Jean Valjean était d’un caractère pensif sans être triste, ce qui est le propre des natures affectueuses. Somme toute, pourtant, c’était quelque chose d’assez endormi et d’assez insignifiant, en apparence du moins, que Jean Valjean. Il avait perdu en très bas âge son père et sa mère. Sa mère était morte d’une fièvre de lait mal soignée. Son père, émondeur comme lui, s’était tué en tombant d’un arbre. Il n’était resté à Jean Valjean qu’une sœur plus âgée que lui, veuve, avec sept enfants, filles et garçons. Cette sœur avait élevé Jean Valjean, et tant qu’elle eut son mari elle logea et nourrit son jeune frère. Le mari mourut. L’aîné des sept enfants avait huit ans, le dernier un an. Jean Valjean venait d’atteindre, lui, sa vingt-cinquième année. Il remplaça le père, et soutint à son tour sa sœur qui l’avait élevé. Cela se fit simplement, comme un devoir, même avec quelque chose de bourru de la part de Jean Valjean. Sa jeunesse se dépensait ainsi dans un travail rude et mal payé. On ne lui avait jamais connu de «bonne amie» dans le pays. Il n’avait pas eu le temps d’être amoureux.

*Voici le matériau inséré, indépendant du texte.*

use assert_cmd::Command;

#[test]
fn cli_help_smoke() {
    let mut cmd = Command::cargo_bin("fmri-denoiseqc").unwrap();
    cmd.arg("--help");
    cmd.assert().success();
}

#[test]
fn strategies_lists_full_catalog() {
    let out = Command::cargo_bin("fmri-denoiseqc")
        .unwrap()
        .arg("strategies")
        .output()
        .unwrap();
    assert!(out.status.success());
    let stdout = String::from_utf8(out.stdout).unwrap();
    let lines: Vec<&str> = stdout.lines().collect();
    assert_eq!(lines.len(), 21);
    assert!(lines.contains(&"24HMP-8Phys-4GSR-Spike\tfriston24,phys8,gsr4,spike"));
    assert!(lines.contains(&"for_plotting_only\tfriston24,phys8,ica-aroma,gsr4"));
}
use anyhow::{Result, bail};
use tracing::info;

use crate::ctx::Ctx;
use crate::io::nifti::{read_series, read_volume};
use crate::pipeline::Stage;
use crate::volume::{Mask, apply_mask};

pub struct Stage3Images;

impl Stage3Images {
    pub fn new() -> Self {
        Self
    }
}

impl Stage for Stage3Images {
    fn name(&self) -> &'static str {
        "stage3_images"
    }

    fn run(&self, ctx: &mut Ctx) -> Result<()> {
        let (reference, denoised, mask) = match (
            &ctx.input.reference,
            &ctx.input.denoised,
            &ctx.input.mask,
        ) {
            (None, None, None) => {
                info!("no images given; voxel-wise stages skipped");
                return Ok(());
            }
            (Some(r), Some(d), Some(m)) => (r.clone(), d.clone(), m.clone()),
            _ => bail!("--reference, --denoised and --mask must be given together"),
        };

        let (geometry, mask_values) = read_volume(&mask)?;
        let mask = Mask::from_values(mask_values.view());
        info!(voxels = mask.count(), dims = ?mask.shape(), "mask_loaded");

        let (ref_geometry, ref_series) = read_series(&reference)?;
        let reference = apply_mask(ref_series.view(), &mask)?;
        drop(ref_series);
        let (_, den_series) = read_series(&denoised)?;
        let denoised = apply_mask(den_series.view(), &mask)?;
        drop(den_series);

        if let Some(table) = &ctx.table {
            if table.n_frames() != reference.nrows() {
                let message = format!(
                    "confound table has {} frames but the series has {}",
                    table.n_frames(),
                    reference.nrows()
                );
                ctx.warn("frame_count", message);
            }
        }

        let mut geometry = geometry;
        geometry.tr = ref_geometry.tr;
        ctx.report.input.n_voxels = Some(mask.count() as u64);
        ctx.report.input.tr = geometry.tr;
        ctx.geometry = Some(geometry);
        ctx.mask = Some(mask);
        ctx.reference = Some(reference);
        ctx.denoised = Some(denoised);
        Ok(())
    }
}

Victor Hugo, Les Misérables, 1862
Le portrait qui justifie le prénom du personnage : Quasimodo dans Notre-Dame de Paris, 1831
Savez-vous pourquoi le bossu de Notre-Dame s’appelle Quasimodo ? C’est Claude Frollo, le prêtre de la cathédrale qui a recueilli l’enfant, qui lui donne le nom de Quasimodo, pour une raison évoquée dans cet extrait. Comme dans le portrait de Robespierre, Danton et Marat, Victor Hugo a recours à la chute. Il ménage le suspense, crée la surprise à travers une révélation inattendue, et pousse, ainsi, à la relecture.
Quand il tira cet enfant du sac, il le trouva bien difforme en effet. Le pauvre petit diable avait une verrue sur l’œil gauche, la tête dans les épaules, la colonne vertébrale arquée, le sternum proéminent, les jambes torses ; mais il paraissait vivace ; et quoiqu’il fût impossible de savoir quelle langue il bégayait, son cri annonçait quelque force et quelque santé. La compassion de Claude s’accrut de cette laideur ; et il fit vœu dans son cœur d’élever cet enfant pour l’amour de son frère, afin que, quelles que fussent dans l’avenir les fautes du petit Jehan, il eût par devers lui cette charité, faite à son intention. […..]
Il baptisa son enfant adoptif, et le nomma Quasimodo, soit qu’il voulût marquer par là le jour où il l’avait trouvé, soit qu’il voulût caractériser par ce nom à quel point la pauvre petite créature était incomplète et à peine ébauchée. En effet, Quasimodo, borgne, bossu, cagneux, n’était guère qu’un à peu près.
Victor Hugo, Notre-Dame de Paris, 1831
Le portrait d’un mutilé : Gwynplaine dans L’homme qui rit, 1869
Gwynplaine est un peu le Joker de la littérature française ! Roman dont l’action se déroule dans l’Angleterre de la fin du XVIIème siècle L’homme qui rit narre le parcours de Gwynplaine, un enfant abandonné que des « comprachicos », ou acheteurs d’enfants, ont mutilé en lui fendant la bouche afin d’en faire une attraction de foire. Modèle de courage et de probité, Gwynplaine apprend dès son plus jeune âge à vivre avec le rictus éternel qui défigure son visage.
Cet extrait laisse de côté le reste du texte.